⤖ 8. Un rond de danse et de douceur
Quelques semaines plus tard, Mike n'est pas beaucoup plus avancé. Il faut dire qu'il n'y a pas vraiment mis du sien, car les deadlines des projets avaient fini par devenir si proches qu'il ne pouvait plus se permettre de les ignorer. Il lui a fallu quelques nuits blanches et aussi supprimer quelques déjeuners (James lui a passé un savon quand il s'en est aperçu) mais il s'en est sorti. Indemne. Ou presque. La musique qui résonnait dans son âme s'amoindrissait, jusqu'à ne devenir qu'une chanson ténue, qu'on entendait que la nuit, noyée dans le bruit de la routine.

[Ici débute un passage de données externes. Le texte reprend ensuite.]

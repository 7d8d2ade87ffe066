use super::model::{Tray, TrayGeometry};
use super::{GRADIENT_STEP, MAX_ARC_STROKES};
use cairo::Context;
use ringlayout::{BorderPaint, RingShape};
use std::f64::consts::{PI, TAU};

/// One stroke of the border: start and signed sweep, in radians.
#[derive(Debug, Clone, Copy, PartialEq)]
struct Slice {
    start: f64,
    sweep: f64,
}

/// Splits `sweep` radians from `start` into slices of at most
/// [`GRADIENT_STEP`]. Anything past one turn is dropped.
fn split(start: f64, sweep: f64) -> impl Iterator<Item = Slice> {
    let sweep = sweep.clamp(-TAU, TAU);
    let count = (sweep.abs() / GRADIENT_STEP).ceil().max(1.0) as usize;
    let step = sweep / count as f64;
    (0..count).map(move |i| Slice {
        start: start + step * i as f64,
        sweep: step,
    })
}

/// Cairo has no sweep gradient, so the border is stroked in short slices,
/// each in the gradient color at its midpoint.
///
/// Arcs whose sweeps add up to a full turn, or more than
/// [`MAX_ARC_STROKES`] arcs, are painted as one ring. A frame never strokes
/// more than `MAX_ARC_STROKES` plus one turn of slices.
fn slices(shape: &RingShape) -> Vec<Slice> {
    let arcs: Vec<(f64, f64)> = match shape {
        RingShape::Circle => return split(0.0, TAU).collect(),
        RingShape::Arcs(segments) => segments
            .iter()
            .map(|s| (s.start_radians(), s.sweep_radians()))
            .filter(|(_, sweep)| *sweep != 0.0 && sweep.is_finite())
            .collect(),
    };

    let covered: f64 = arcs.iter().map(|(_, sweep)| sweep.abs().min(TAU)).sum();
    if arcs.len() > MAX_ARC_STROKES || covered >= TAU {
        return split(0.0, TAU).collect();
    }

    arcs.into_iter()
        .flat_map(|(start, sweep)| split(start, sweep))
        .collect()
}

struct BorderRenderer<'a> {
    paint: &'a BorderPaint,
    geometry: &'a TrayGeometry,
}

impl<'a> BorderRenderer<'a> {
    fn new(paint: &'a BorderPaint, geometry: &'a TrayGeometry) -> Self {
        Self { paint, geometry }
    }

    fn draw(&self, cr: &Context) -> Result<(), cairo::Error> {
        cr.set_line_width(self.paint.stroke_width * self.geometry.scale);
        cr.set_line_cap(cairo::LineCap::Butt);

        slices(&self.paint.shape)
            .into_iter()
            .try_for_each(|slice| self.stroke(cr, slice))
    }

    fn stroke(&self, cr: &Context, slice: Slice) -> Result<(), cairo::Error> {
        let (cx, cy) = (self.geometry.center.x, self.geometry.center.y);
        let radius = self.geometry.ring_radius;
        let end = slice.start + slice.sweep;

        let (r, g, b, a) = self
            .paint
            .gradient
            .color_at(slice.start + slice.sweep / 2.0)
            .into_components();
        cr.set_source_rgba(r, g, b, a);
        cr.new_path();
        // negative sweeps come from the gap fallback
        if slice.sweep > 0.0 {
            cr.arc(cx, cy, radius, slice.start, end);
        } else {
            cr.arc_negative(cx, cy, radius, slice.start, end);
        }
        cr.stroke()
    }
}

pub fn draw(
    cr: &Context,
    tray: &Tray,
    width: f64,
    height: f64,
) -> Result<(), cairo::Error> {
    let geometry = tray.geometry(width, height);
    draw_avatar(cr, &geometry, tray)?;

    match tray.state.border() {
        Ok(paint) => BorderRenderer::new(&paint, &geometry).draw(cr),
        Err(e) => {
            log::warn!("Skipping tray border: {}", e);
            Ok(())
        }
    }
}

fn draw_avatar(cr: &Context, geometry: &TrayGeometry, tray: &Tray) -> Result<(), cairo::Error> {
    let (r, g, b, a) = tray.avatar_color.into_components();
    cr.set_source_rgba(r, g, b, a);
    cr.new_path();
    cr.arc(
        geometry.center.x,
        geometry.center.y,
        geometry.avatar_radius,
        0.0,
        2.0 * PI,
    );
    cr.fill()
}

#[cfg(test)]
mod tests {
    use super::*;
    use crate::config::Config;
    use ringlayout::layout;
    use std::time::Duration;

    fn render(tray: &Tray) -> cairo::ImageSurface {
        let surface = cairo::ImageSurface::create(cairo::Format::ARgb32, 110, 110).unwrap();
        {
            let cr = Context::new(&surface).unwrap();
            draw(&cr, tray, 110.0, 110.0).unwrap();
        }
        surface
    }

    fn alpha_at(surface: &mut cairo::ImageSurface, x: usize, y: usize) -> u8 {
        let stride = surface.stride() as usize;
        let data = surface.data().unwrap();
        // ARGB32 is native-endian, alpha is the high byte
        let offset = y * stride + x * 4;
        let pixel = u32::from_ne_bytes([
            data[offset],
            data[offset + 1],
            data[offset + 2],
            data[offset + 3],
        ]);
        (pixel >> 24) as u8
    }

    #[test]
    fn test_segmented_ring_leaves_gaps() {
        let config = Config {
            segments: 4,
            gap_degrees: 20.0,
            ..Config::default()
        };
        let tray = Tray::from_config(&config).unwrap();
        let mut surface = render(&tray);

        // ring radius 45.5 around (55, 55), arcs of 70°
        // 0° starts a segment, 70°..90° is a gap
        assert!(alpha_at(&mut surface, 100, 55) > 0);
        // 80°, middle of the first gap
        assert_eq!(alpha_at(&mut surface, 62, 99), 0);
        // avatar center
        assert_eq!(alpha_at(&mut surface, 55, 55), 255);
    }

    #[test]
    fn test_loading_ring_is_drawn() {
        let mut tray = Tray::from_config(&Config::default()).unwrap();
        tray.state.start_loading();
        tray.state.tick(Duration::from_millis(100));
        let mut surface = render(&tray);
        assert!(alpha_at(&mut surface, 55, 100) > 0);
    }

    #[test]
    fn test_negative_fallback_arcs_are_drawn_backwards() {
        // 2 * 720° of gaps, fallback arcs of -0.5°
        let config = Config {
            segments: 2,
            gap_degrees: 720.0,
            ..Config::default()
        };
        let tray = Tray::from_config(&config).unwrap();
        let mut surface = render(&tray);

        // just above the 0° axis is painted, just below is not
        assert!(alpha_at(&mut surface, 100, 54) > 0);
        assert_eq!(alpha_at(&mut surface, 100, 56), 0);

        let slices = slices(&RingShape::Arcs(layout(2, 720.0).unwrap()));
        assert_eq!(slices.len(), 2);
        assert!(slices.iter().all(|s| s.sweep < 0.0));
    }

    #[test]
    fn test_full_turn_of_arcs_paints_one_ring() {
        // 720 * 0.5° fills the circle, fallback arcs are 719°
        let shape = RingShape::Arcs(layout(720, 0.5).unwrap());
        assert_eq!(slices(&shape), slices(&RingShape::Circle));
        assert_eq!(slices(&RingShape::Circle).len(), 180);
    }

    #[test]
    fn test_many_small_arcs_paint_one_ring() {
        // 1000 arcs of 0.18° with 0.18° gaps only cover half the circle
        let shape = RingShape::Arcs(layout(1000, 0.18).unwrap());
        assert_eq!(slices(&shape).len(), 180);
    }

    #[test]
    fn test_stroke_count_is_bounded() {
        for (segments, gap) in [(2, 1.0), (12, 6.0), (MAX_ARC_STROKES, 0.5), (10, 40.0)] {
            let shape = RingShape::Arcs(layout(segments, gap).unwrap());
            let count = slices(&shape).len();
            assert!(count <= MAX_ARC_STROKES + 180, "{segments} arcs gave {count} slices");
        }
    }

    #[test]
    fn test_slices_follow_segments() {
        let shape = RingShape::Arcs(layout(4, 20.0).unwrap());
        let slices = slices(&shape);
        // 70° arcs in slices of at most 2°
        let per_arc = (70f64.to_radians() / GRADIENT_STEP).ceil() as usize;
        assert_eq!(slices.len(), 4 * per_arc);
        assert!((slices[per_arc].start - PI / 2.0).abs() < 1e-9);
        let covered: f64 = slices.iter().map(|s| s.sweep).sum();
        assert!((covered - 280f64.to_radians()).abs() < 1e-9);
    }
}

Quant à James, il semblait évoluer dans le plus beau des mondes : il n'y avait pas un seul jour où il ne lui parlait pas d'une notion ou d'un nouveau théorème qu'il avait appris, si bien que Mike en savait bien plus sur les mathématiques qu'il ne devrait. D'ailleurs, il écoutait bien plus James que ses enseignants... Mais, ce n'était pas aussi terrible qu'au début. Car l'on s'habitue à tout. Plus tard, il repensera avec nostalgie à ces moment passés, aux forces qui œuvraient dans l'ombre pour qu'il puisse rejoindre les projecteurs et aux étoiles qui se rapprochaient, encore et encore.
L'été a laissé place à l'automne, si bien qu'à présent, l'eau de l'océan est bien trop froide pour s'y baigner (bien qu'elle n'a jamais été très chaude). Cependant, les colocs sortent quand même chaque samedi pour aller manger un goûter ou un dessert le soir et continuent de se promener en se tenant la main. C'est même devenu une habitude pour Mike, qui a eu une nouvelle idée pour que leur fausse relation paraisse encore plus crédible. Une idée qu'il ne peut pas révéler à James pour l'instant.
Cependant, il a appris une vérité effroyable sur son faux petit-ami : James planifie chaque seconde de sa vie, ce qui est exaspérant et explique pourquoi il a le temps de faire tant de choses. Comble de l'horreur, Mike a découvert qu'il adore The Bigbang Theory, et pour lui, il n'y a pas plus cliché que cette série. (Et les rires sont tout bonnement horripilants.)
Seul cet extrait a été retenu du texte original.